DATA IN THIS EXERCISE:
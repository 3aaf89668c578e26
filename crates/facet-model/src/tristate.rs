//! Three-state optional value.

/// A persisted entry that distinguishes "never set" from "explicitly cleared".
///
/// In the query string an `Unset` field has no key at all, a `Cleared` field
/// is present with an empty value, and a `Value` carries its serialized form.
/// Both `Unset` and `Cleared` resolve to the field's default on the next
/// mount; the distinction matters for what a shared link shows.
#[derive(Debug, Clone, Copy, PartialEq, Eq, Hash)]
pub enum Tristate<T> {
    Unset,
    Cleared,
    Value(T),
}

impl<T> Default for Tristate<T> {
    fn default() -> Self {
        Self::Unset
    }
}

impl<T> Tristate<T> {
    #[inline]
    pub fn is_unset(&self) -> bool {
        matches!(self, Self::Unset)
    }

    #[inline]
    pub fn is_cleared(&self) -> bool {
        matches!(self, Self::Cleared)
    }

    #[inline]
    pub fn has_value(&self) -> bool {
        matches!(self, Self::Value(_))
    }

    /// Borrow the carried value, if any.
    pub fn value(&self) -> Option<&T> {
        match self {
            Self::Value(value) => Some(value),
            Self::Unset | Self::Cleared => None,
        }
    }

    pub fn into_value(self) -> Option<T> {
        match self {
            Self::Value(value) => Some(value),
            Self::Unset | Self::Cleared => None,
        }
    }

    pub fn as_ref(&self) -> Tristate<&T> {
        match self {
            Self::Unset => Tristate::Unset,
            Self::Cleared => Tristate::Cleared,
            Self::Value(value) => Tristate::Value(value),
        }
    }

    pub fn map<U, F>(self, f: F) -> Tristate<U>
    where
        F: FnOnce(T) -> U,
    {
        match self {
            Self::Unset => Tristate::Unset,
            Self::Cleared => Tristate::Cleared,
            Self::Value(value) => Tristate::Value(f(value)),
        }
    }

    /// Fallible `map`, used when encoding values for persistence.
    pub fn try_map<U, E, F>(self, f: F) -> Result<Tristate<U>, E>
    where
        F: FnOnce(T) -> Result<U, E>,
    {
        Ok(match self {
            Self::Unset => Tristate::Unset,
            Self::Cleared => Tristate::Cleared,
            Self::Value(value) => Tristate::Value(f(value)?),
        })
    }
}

---

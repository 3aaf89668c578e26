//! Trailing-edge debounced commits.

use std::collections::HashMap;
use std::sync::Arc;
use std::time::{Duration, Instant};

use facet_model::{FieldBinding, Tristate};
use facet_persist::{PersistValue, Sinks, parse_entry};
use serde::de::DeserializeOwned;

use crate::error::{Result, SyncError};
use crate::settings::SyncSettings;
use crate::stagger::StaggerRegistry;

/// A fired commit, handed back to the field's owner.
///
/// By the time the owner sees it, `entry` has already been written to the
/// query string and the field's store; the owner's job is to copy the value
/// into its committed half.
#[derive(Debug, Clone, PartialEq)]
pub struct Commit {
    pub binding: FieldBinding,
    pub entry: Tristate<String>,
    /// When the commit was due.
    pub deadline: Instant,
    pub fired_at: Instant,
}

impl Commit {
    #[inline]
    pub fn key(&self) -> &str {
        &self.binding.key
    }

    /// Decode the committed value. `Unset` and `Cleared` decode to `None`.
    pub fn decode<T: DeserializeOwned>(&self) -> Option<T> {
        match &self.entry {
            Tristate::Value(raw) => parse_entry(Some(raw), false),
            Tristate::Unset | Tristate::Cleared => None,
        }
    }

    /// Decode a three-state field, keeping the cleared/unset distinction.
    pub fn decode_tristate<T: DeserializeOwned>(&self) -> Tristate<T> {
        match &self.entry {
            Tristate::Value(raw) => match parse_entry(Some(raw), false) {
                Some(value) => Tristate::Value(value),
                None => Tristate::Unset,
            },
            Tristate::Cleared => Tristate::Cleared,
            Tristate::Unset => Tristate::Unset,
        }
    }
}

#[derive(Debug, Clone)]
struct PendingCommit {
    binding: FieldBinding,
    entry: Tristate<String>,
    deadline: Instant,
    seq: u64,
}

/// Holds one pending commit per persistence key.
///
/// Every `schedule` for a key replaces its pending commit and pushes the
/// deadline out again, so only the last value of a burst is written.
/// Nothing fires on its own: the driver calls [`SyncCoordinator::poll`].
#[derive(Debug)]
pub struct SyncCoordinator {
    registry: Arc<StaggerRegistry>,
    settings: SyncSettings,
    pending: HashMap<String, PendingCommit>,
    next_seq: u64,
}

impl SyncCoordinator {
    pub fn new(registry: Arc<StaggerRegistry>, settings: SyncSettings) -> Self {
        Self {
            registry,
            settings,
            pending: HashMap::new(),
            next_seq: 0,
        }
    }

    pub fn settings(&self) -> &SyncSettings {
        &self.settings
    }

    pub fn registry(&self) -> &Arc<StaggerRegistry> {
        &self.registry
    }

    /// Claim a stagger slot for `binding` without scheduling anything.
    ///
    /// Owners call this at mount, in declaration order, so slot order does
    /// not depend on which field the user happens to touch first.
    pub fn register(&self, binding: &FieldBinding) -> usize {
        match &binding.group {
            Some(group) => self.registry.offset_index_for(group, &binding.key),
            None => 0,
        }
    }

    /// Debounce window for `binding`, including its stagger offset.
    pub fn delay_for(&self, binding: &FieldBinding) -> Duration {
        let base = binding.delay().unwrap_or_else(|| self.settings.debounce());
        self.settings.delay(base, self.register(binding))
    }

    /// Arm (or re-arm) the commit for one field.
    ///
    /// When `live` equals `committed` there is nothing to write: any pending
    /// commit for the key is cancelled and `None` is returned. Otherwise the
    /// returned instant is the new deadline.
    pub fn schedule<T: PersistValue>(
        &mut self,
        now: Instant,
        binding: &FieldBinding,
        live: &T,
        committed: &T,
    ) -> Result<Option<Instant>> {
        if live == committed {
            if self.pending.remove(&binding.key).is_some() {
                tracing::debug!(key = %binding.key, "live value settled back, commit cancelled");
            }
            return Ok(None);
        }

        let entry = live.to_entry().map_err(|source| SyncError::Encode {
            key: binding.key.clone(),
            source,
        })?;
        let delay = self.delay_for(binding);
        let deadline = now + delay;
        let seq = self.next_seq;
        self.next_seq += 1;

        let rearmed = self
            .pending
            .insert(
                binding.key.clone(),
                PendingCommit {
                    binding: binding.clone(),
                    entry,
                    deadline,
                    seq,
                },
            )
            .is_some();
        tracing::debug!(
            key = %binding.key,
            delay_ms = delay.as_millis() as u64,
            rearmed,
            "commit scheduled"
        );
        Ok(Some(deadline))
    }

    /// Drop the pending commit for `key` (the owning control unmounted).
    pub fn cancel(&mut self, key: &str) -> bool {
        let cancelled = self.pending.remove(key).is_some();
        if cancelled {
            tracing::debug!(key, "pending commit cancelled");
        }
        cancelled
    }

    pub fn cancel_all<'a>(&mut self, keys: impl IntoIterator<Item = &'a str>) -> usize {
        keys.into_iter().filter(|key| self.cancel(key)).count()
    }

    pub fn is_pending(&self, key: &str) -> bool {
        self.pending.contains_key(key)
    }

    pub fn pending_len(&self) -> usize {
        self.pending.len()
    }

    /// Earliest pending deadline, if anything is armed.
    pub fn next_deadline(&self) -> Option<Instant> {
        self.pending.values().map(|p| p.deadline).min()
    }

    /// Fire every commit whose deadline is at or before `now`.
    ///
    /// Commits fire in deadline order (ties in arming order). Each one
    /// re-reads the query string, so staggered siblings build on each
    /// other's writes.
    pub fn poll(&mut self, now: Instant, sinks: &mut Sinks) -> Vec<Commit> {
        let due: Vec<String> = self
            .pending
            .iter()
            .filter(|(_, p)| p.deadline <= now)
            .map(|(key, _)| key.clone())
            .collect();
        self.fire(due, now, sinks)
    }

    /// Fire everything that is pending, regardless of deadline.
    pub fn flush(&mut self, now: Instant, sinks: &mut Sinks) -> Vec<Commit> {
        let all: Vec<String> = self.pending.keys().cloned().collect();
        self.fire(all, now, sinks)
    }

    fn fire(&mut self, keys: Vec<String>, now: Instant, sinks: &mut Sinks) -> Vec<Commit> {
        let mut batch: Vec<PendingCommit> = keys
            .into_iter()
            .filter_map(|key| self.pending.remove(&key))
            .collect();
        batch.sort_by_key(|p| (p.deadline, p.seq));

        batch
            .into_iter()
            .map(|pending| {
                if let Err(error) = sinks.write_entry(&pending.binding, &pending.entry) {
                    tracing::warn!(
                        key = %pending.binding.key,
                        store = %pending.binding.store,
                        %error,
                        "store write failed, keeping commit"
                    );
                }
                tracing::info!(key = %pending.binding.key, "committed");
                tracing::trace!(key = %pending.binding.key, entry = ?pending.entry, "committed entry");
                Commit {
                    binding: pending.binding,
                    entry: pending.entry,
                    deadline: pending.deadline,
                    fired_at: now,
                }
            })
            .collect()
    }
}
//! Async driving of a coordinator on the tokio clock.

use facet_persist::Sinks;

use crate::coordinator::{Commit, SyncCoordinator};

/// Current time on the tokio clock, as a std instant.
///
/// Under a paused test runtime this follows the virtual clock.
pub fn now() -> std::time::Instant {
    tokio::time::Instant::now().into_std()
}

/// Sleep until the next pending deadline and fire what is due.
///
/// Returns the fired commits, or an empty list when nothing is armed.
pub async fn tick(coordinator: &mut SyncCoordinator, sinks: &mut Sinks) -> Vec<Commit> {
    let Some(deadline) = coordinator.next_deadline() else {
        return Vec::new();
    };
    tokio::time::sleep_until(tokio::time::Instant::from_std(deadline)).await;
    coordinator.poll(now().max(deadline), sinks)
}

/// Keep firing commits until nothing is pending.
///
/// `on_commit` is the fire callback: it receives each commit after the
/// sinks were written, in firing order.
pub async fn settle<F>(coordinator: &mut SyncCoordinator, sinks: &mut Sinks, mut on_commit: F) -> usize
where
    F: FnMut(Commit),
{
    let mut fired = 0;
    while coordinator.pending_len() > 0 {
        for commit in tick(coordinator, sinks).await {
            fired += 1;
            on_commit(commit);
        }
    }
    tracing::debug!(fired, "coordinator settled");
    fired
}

...

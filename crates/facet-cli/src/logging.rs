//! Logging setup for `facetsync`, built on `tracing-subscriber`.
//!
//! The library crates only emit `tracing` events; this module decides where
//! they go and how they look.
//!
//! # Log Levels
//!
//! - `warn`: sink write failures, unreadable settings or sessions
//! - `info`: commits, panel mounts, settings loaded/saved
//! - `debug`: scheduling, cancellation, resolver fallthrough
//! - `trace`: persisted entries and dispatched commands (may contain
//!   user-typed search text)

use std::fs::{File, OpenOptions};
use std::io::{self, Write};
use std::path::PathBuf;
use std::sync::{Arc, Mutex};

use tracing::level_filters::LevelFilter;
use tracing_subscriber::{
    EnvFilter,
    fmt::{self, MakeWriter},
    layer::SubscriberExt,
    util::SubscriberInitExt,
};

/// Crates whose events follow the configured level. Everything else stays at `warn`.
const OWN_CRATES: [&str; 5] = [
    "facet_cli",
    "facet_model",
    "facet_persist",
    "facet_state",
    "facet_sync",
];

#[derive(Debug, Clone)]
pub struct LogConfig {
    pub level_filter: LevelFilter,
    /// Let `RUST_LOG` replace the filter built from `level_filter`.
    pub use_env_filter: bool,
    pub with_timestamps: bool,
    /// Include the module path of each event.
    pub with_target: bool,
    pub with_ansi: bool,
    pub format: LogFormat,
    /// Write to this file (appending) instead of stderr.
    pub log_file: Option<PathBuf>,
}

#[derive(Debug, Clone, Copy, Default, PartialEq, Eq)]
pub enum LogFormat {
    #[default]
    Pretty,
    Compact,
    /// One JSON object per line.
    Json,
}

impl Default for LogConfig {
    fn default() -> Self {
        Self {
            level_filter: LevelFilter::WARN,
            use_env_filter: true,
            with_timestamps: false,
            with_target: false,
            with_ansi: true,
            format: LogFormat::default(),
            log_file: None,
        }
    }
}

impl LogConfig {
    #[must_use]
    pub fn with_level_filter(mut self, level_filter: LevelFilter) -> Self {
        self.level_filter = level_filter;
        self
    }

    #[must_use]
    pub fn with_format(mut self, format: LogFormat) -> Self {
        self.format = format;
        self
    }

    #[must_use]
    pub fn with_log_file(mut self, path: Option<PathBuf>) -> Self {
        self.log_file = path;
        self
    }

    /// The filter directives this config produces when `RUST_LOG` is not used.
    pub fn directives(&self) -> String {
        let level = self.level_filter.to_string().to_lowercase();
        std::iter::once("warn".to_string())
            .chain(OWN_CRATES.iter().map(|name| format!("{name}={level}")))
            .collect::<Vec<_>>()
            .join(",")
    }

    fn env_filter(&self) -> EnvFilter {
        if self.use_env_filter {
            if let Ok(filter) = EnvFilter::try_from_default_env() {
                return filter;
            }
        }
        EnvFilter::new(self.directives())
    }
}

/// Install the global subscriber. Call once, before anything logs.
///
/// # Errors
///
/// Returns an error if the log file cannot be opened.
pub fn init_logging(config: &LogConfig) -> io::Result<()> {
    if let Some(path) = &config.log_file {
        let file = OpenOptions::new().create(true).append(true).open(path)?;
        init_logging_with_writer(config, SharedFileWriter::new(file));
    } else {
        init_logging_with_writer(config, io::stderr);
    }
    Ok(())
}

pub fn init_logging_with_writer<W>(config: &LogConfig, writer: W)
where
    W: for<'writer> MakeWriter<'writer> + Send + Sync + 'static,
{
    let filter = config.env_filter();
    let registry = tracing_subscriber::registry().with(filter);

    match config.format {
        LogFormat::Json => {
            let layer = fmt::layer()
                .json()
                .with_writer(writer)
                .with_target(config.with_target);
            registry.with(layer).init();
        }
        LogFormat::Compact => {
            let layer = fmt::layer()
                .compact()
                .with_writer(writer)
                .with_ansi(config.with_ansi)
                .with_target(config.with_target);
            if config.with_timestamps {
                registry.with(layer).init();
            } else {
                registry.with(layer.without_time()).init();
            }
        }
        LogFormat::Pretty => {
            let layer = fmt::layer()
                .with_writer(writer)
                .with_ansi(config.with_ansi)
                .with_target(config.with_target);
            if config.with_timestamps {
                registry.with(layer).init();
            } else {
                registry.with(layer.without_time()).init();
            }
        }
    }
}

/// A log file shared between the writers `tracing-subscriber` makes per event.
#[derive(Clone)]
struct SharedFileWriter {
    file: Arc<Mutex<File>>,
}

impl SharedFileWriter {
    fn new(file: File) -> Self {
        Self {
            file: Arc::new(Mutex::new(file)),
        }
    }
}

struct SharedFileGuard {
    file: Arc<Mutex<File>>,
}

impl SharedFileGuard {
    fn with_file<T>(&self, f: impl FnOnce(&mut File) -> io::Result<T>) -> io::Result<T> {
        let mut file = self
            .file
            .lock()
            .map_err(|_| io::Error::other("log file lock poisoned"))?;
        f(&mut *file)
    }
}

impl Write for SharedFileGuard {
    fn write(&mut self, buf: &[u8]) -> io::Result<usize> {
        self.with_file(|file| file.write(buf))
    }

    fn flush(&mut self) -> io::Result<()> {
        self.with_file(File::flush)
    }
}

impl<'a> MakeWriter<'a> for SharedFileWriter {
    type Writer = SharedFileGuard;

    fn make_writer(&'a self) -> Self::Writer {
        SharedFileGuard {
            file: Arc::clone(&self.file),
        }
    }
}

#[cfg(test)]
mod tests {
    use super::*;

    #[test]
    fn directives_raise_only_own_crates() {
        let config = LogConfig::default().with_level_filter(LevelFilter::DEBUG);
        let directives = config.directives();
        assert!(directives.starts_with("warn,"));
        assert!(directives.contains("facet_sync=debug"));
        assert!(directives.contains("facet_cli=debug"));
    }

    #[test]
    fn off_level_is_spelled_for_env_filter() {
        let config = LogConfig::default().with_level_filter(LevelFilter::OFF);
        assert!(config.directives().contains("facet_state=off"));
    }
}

WHAT YOU SHOULD DO:
Look through the entries and copy every line in which the string "base" appears.

ANSWER BOX:
        let base = binding.delay().unwrap_or_else(|| self.settings.debounce());
        self.settings.delay(base, self.register(binding))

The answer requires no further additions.